TASK TO CARRY OUT
Copy every line from the one containing "use anyhow::Result;" through the last line of the records below, both included, and nothing else.

Saved entries

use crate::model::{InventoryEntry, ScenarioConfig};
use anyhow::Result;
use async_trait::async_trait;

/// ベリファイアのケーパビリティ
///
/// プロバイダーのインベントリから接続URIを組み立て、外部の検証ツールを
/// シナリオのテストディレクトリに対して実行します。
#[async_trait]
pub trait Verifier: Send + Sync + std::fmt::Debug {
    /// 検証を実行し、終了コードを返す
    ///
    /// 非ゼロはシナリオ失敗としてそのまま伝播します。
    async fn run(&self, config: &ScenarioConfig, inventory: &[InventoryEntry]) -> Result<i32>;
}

SOLUTION TO THE PROBLEM
use anyhow::Result;
use async_trait::async_trait;

/// ベリファイアのケーパビリティ
///
/// プロバイダーのインベントリから接続URIを組み立て、外部の検証ツールを
/// シナリオのテストディレクトリに対して実行します。
#[async_trait]
pub trait Verifier: Send + Sync + std::fmt::Debug {
    /// 検証を実行し、終了コードを返す
    ///
    /// 非ゼロはシナリオ失敗としてそのまま伝播します。
    async fn run(&self, config: &ScenarioConfig, inventory: &[InventoryEntry]) -> Result<i32>;
}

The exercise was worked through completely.